§ Assignment: Can you output the records below exactly as they are written?

§ Task inputs:
_ _ _
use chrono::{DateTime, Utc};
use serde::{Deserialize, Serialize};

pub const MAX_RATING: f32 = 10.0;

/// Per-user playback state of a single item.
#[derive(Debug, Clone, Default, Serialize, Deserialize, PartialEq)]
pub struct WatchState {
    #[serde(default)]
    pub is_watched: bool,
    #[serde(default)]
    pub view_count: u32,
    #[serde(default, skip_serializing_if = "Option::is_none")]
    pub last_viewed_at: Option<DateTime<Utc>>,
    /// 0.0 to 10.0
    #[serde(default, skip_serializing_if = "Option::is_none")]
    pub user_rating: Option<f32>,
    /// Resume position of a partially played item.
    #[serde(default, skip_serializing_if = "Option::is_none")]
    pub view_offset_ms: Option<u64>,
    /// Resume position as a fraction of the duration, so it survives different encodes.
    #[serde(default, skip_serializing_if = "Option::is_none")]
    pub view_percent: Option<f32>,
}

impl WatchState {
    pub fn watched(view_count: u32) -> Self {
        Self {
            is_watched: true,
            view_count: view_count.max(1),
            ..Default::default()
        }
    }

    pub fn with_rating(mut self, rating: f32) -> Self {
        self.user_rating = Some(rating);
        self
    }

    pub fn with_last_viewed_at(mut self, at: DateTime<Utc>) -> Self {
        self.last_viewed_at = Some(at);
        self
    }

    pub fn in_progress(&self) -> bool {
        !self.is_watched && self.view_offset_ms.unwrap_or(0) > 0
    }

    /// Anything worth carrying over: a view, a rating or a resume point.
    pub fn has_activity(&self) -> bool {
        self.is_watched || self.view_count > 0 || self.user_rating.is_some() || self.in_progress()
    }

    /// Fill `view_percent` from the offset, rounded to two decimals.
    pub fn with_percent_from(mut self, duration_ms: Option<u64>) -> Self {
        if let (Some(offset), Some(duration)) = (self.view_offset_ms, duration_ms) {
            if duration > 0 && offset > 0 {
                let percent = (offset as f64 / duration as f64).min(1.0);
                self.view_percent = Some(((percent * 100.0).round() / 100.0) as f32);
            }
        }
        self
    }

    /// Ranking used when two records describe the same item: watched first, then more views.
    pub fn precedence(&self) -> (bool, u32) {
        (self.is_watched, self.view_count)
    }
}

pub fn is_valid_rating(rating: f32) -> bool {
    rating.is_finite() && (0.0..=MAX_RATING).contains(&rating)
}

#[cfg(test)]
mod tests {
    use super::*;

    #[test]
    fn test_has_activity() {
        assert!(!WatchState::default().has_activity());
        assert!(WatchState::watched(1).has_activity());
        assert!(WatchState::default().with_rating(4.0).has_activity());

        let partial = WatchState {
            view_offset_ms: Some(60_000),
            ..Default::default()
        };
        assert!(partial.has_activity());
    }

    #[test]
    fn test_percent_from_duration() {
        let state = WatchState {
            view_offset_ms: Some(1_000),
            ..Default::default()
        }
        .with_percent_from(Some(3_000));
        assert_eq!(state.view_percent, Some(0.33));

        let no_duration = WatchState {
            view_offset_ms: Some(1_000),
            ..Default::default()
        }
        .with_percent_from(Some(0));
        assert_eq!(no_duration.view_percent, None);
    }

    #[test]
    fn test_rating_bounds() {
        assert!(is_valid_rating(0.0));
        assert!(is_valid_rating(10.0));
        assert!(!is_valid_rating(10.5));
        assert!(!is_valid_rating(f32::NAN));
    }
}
_ _ _
§ Your solution:
use chrono::{DateTime, Utc};
use serde::{Deserialize, Serialize};

pub const MAX_RATING: f32 = 10.0;

/// Per-user playback state of a single item.
#[derive(Debug, Clone, Default, Serialize, Deserialize, PartialEq)]
pub struct WatchState {
    #[serde(default)]
    pub is_watched: bool,
    #[serde(default)]
    pub view_count: u32,
    #[serde(default, skip_serializing_if = "Option::is_none")]
    pub last_viewed_at: Option<DateTime<Utc>>,
    /// 0.0 to 10.0
    #[serde(default, skip_serializing_if = "Option::is_none")]
    pub user_rating: Option<f32>,
    /// Resume position of a partially played item.
    #[serde(default, skip_serializing_if = "Option::is_none")]
    pub view_offset_ms: Option<u64>,
    /// Resume position as a fraction of the duration, so it survives different encodes.
    #[serde(default, skip_serializing_if = "Option::is_none")]
    pub view_percent: Option<f32>,
}

impl WatchState {
    pub fn watched(view_count: u32) -> Self {
        Self {
            is_watched: true,
            view_count: view_count.max(1),
            ..Default::default()
        }
    }

    pub fn with_rating(mut self, rating: f32) -> Self {
        self.user_rating = Some(rating);
        self
    }

    pub fn with_last_viewed_at(mut self, at: DateTime<Utc>) -> Self {
        self.last_viewed_at = Some(at);
        self
    }

    pub fn in_progress(&self) -> bool {
        !self.is_watched && self.view_offset_ms.unwrap_or(0) > 0
    }

    /// Anything worth carrying over: a view, a rating or a resume point.
    pub fn has_activity(&self) -> bool {
        self.is_watched || self.view_count > 0 || self.user_rating.is_some() || self.in_progress()
    }

    /// Fill `view_percent` from the offset, rounded to two decimals.
    pub fn with_percent_from(mut self, duration_ms: Option<u64>) -> Self {
        if let (Some(offset), Some(duration)) = (self.view_offset_ms, duration_ms) {
            if duration > 0 && offset > 0 {
                let percent = (offset as f64 / duration as f64).min(1.0);
                self.view_percent = Some(((percent * 100.0).round() / 100.0) as f32);
            }
        }
        self
    }

    /// Ranking used when two records describe the same item: watched first, then more views.
    pub fn precedence(&self) -> (bool, u32) {
        (self.is_watched, self.view_count)
    }
}

pub fn is_valid_rating(rating: f32) -> bool {
    rating.is_finite() && (0.0..=MAX_RATING).contains(&rating)
}

#[cfg(test)]
mod tests {
    use super::*;

    #[test]
    fn test_has_activity() {
        assert!(!WatchState::default().has_activity());
        assert!(WatchState::watched(1).has_activity());
        assert!(WatchState::default().with_rating(4.0).has_activity());

        let partial = WatchState {
            view_offset_ms: Some(60_000),
            ..Default::default()
        };
        assert!(partial.has_activity());
    }

    #[test]
    fn test_percent_from_duration() {
        let state = WatchState {
            view_offset_ms: Some(1_000),
            ..Default::default()
        }
        .with_percent_from(Some(3_000));
        assert_eq!(state.view_percent, Some(0.33));

        let no_duration = WatchState {
            view_offset_ms: Some(1_000),
            ..Default::default()
        }
        .with_percent_from(Some(0));
        assert_eq!(no_duration.view_percent, None);
    }

    #[test]
    fn test_rating_bounds() {
        assert!(is_valid_rating(0.0));
        assert!(is_valid_rating(10.0));
        assert!(!is_valid_rating(10.5));
        assert!(!is_valid_rating(f32::NAN));
    }
}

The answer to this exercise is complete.